‘Young talent’ and ’emerging markets’ are now part of our lexicon and day-to-day conversations. Within organisations, there are many formal discussions on how to manage ‘young talent’ or apply talent management to the younger generations. These discussions are informed, in part, by the growing publications on the ‘problem’, ‘challenges’ and quandaries of the younger generations. These publications are mostly from the context of developed countries. Where reference is made to the ’emerging markets’ context it appears this context compounds the issue and challenges of the younger generations.
If we step back we can see that there are many contestations regarding the definition of ‘young talent‘ (most times designated or represented as the ‘millennial generation’) and ‘emerging markets‘, including their usefulness as explanatory constructs. If we take a more pragmatic stance, we could see these as heuristic constructs that can serve as broad categories albeit with certain caveats. We can then explore their relations.
Firstly, we need to be mindful of the assumptions informing these categories and their use. For example, the assumptions on learning, development, generations and inter-generational dynamics as well as those on diversity, inclusion, governance, institutions and economic and stakeholder value.
Secondly, we need to also be mindful of the histories of the countries and national economies designated as ’emerging markets’; and the impact on their demographics, development, institutions, systems, infrastructure and governance.

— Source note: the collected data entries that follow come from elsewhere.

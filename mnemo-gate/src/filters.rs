//! Filter-set validation.
//!
//! Retrieval and history queries carry an optional filter map. Only
//! recognized keys are kept, each with its own type and format check;
//! unknown keys are dropped with a warning rather than failing the whole
//! request.

use crate::metadata::validate_metadata;
use crate::sanitize::{sanitize_content, ContentKind};
use crate::validate_agent_id;
use mnemo_core::constants::MAX_FILTER_LIMIT;
use mnemo_core::ValidationError;
use serde_json::{Map, Value};

fn parse_datetime(field: &str, value: &Value) -> Result<String, ValidationError> {
    let Some(s) = value.as_str() else {
        return Err(ValidationError::InvalidTimestamp {
            field: field.to_string(),
            value: value.to_string(),
        });
    };
    chrono::DateTime::parse_from_rfc3339(s)
        .map(|_| s.to_string())
        .map_err(|_| ValidationError::InvalidTimestamp {
            field: field.to_string(),
            value: s.to_string(),
        })
}

fn parse_non_negative_int(field: &str, value: &Value) -> Result<i64, ValidationError> {
    let n = value
        .as_i64()
        .ok_or_else(|| ValidationError::InvalidValue {
            field: field.to_string(),
            reason: "must be a non-negative integer".to_string(),
        })?;
    if n < 0 {
        return Err(ValidationError::InvalidValue {
            field: field.to_string(),
            reason: "must be a non-negative integer".to_string(),
        });
    }
    Ok(n)
}

/// Validate and sanitize a filter map. Returns the cleaned map with
/// unknown keys removed.
pub fn validate_filters(filters: &Value) -> Result<Map<String, Value>, ValidationError> {
    let Some(map) = filters.as_object() else {
        return Err(ValidationError::InvalidValue {
            field: "filters".to_string(),
            reason: "must be an object".to_string(),
        });
    };

    let mut sanitized = Map::new();

    for (key, value) in map {
        match key.as_str() {
            "agent_id" => {
                let s = value.as_str().unwrap_or_default();
                let id = validate_agent_id(s)?;
                sanitized.insert(key.clone(), Value::String(id.to_string()));
            }

            "created_after" | "created_before" => {
                let ts = parse_datetime(key, value)?;
                sanitized.insert(key.clone(), Value::String(ts));
            }

            "content_type" | "action_type" | "task_type" => {
                let s = value.as_str().unwrap_or_default();
                let clean = sanitize_content(s, ContentKind::Text)?;
                sanitized.insert(key.clone(), Value::String(clean));
            }

            "success" => {
                if !value.is_boolean() {
                    return Err(ValidationError::InvalidValue {
                        field: "success".to_string(),
                        reason: "must be a boolean".to_string(),
                    });
                }
                sanitized.insert(key.clone(), value.clone());
            }

            "metadata_contains" => {
                let clean = validate_metadata(value)?;
                sanitized.insert(key.clone(), Value::Object(clean));
            }

            "limit" => {
                let n = parse_non_negative_int("limit", value)?;
                if n > MAX_FILTER_LIMIT {
                    return Err(ValidationError::InvalidValue {
                        field: "limit".to_string(),
                        reason: format!("cannot exceed {}", MAX_FILTER_LIMIT),
                    });
                }
                sanitized.insert(key.clone(), Value::from(n));
            }

            "offset" => {
                let n = parse_non_negative_int("offset", value)?;
                sanitized.insert(key.clone(), Value::from(n));
            }

            "date_range" => {
                let Some(range) = value.as_array().filter(|a| a.len() == 2) else {
                    return Err(ValidationError::InvalidValue {
                        field: "date_range".to_string(),
                        reason: "must be a pair of timestamps".to_string(),
                    });
                };
                let start = parse_datetime("date_range.start", &range[0])?;
                let end = parse_datetime("date_range.end", &range[1])?;
                if start > end {
                    return Err(ValidationError::InvalidValue {
                        field: "date_range".to_string(),
                        reason: "start cannot be after end".to_string(),
                    });
                }
                sanitized.insert(key.clone(), value.clone());
            }

            unknown => {
                tracing::warn!(key = unknown, "Unknown filter key ignored");
            }
        }
    }

    Ok(sanitized)
}

// =============================================================================
// TESTS
// =============================================================================

#[cfg(test)]
mod tests {
    use super::*;
    use serde_json::json;
    use uuid::Uuid;

    #[test]
    fn test_non_object_rejected() {
        assert!(validate_filters(&json!([1, 2])).is_err());
        assert!(validate_filters(&json!("x")).is_err());
    }

    #[test]
    fn test_unknown_keys_dropped_not_fatal() {
        let filters = json!({"limit": 10, "frobnicate": true});
        let out = validate_filters(&filters).unwrap();
        assert!(out.contains_key("limit"));
        assert!(!out.contains_key("frobnicate"));
    }

    #[test]
    fn test_agent_id_must_be_uuid() {
        let id = Uuid::now_v7();
        let ok = validate_filters(&json!({"agent_id": id.to_string()})).unwrap();
        assert_eq!(ok["agent_id"], json!(id.to_string()));

        assert!(validate_filters(&json!({"agent_id": "bogus"})).is_err());
        assert!(validate_filters(&json!({"agent_id": 42})).is_err());
    }

    #[test]
    fn test_limit_bounds() {
        assert!(validate_filters(&json!({"limit": MAX_FILTER_LIMIT})).is_ok());
        assert!(validate_filters(&json!({"limit": MAX_FILTER_LIMIT + 1})).is_err());
        assert!(validate_filters(&json!({"limit": -1})).is_err());
        assert!(validate_filters(&json!({"limit": "ten"})).is_err());
    }

    #[test]
    fn test_datetime_filters_must_parse() {
        let ok = validate_filters(&json!({"created_after": "2026-01-01T00:00:00Z"})).unwrap();
        assert!(ok.contains_key("created_after"));

        assert!(validate_filters(&json!({"created_after": "yesterday"})).is_err());
        assert!(validate_filters(&json!({"created_before": 1234})).is_err());
    }

    #[test]
    fn test_success_must_be_boolean() {
        assert!(validate_filters(&json!({"success": true})).is_ok());
        assert!(validate_filters(&json!({"success": "yes"})).is_err());
    }

    #[test]
    fn test_date_range_ordering() {
        let ok = json!({"date_range": ["2026-01-01T00:00:00Z", "2026-02-01T00:00:00Z"]});
        assert!(validate_filters(&ok).is_ok());

        let backwards = json!({"date_range": ["2026-02-01T00:00:00Z", "2026-01-01T00:00:00Z"]});
        assert!(validate_filters(&backwards).is_err());

        let wrong_arity = json!({"date_range": ["2026-01-01T00:00:00Z"]});
        assert!(validate_filters(&wrong_arity).is_err());
    }

    #[test]
    fn test_content_type_sanitized() {
        let out = validate_filters(&json!({"content_type": "re<script>x</script>port"})).unwrap();
        assert_eq!(out["content_type"], json!("report"));
    }

    #[test]
    fn test_metadata_contains_validated() {
        let ok = json!({"metadata_contains": {"source": "crawler"}});
        assert!(validate_filters(&ok).is_ok());

        let bad = json!({"metadata_contains": "not a map"});
        assert!(validate_filters(&bad).is_err());
    }
}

Thirdly, as we unfold the histories, we need to examine how the various industrial revolutions have evolved and are evolving within and across the ’emerging markets’. See the section on Innovation, disruption and the 4th industrial revolution.
So, how do we link the macro-level category of ’emerging markets’ and the micro-level category of specific cohorts of ‘young talent’? The figure below provides an illustrative example. It presents a model of how we need to frame and address the development of young talent in emerging markets while being mindful of assumptions, histories and the evolving ‘fourth industrial revolution’. The focus of the model is on a ‘cognition and learning lab’.
The above model builds on our consulting model and our argument for attending to and understanding the educational and human capital value chain: see Our purpose , Leadership and talent development and Human capital value chain and ecosystem. For more details on the design of the lab and learning spaces see Learning design, design mind-set and practice.
We can also link the macro-level category of ’emerging markets’ and the micro-level category of specific cohorts of ‘young talent’ by exploring the supply and demand-side dynamics of the labour market as illustrated below. Youth unemployment is a specific concern within emerging markets. It requires a holistic examination of the policies, value chains, institutions and intermediaries involved; and co-ordinated action by different stakeholders such as government, industries, individual firms and ETD institutions.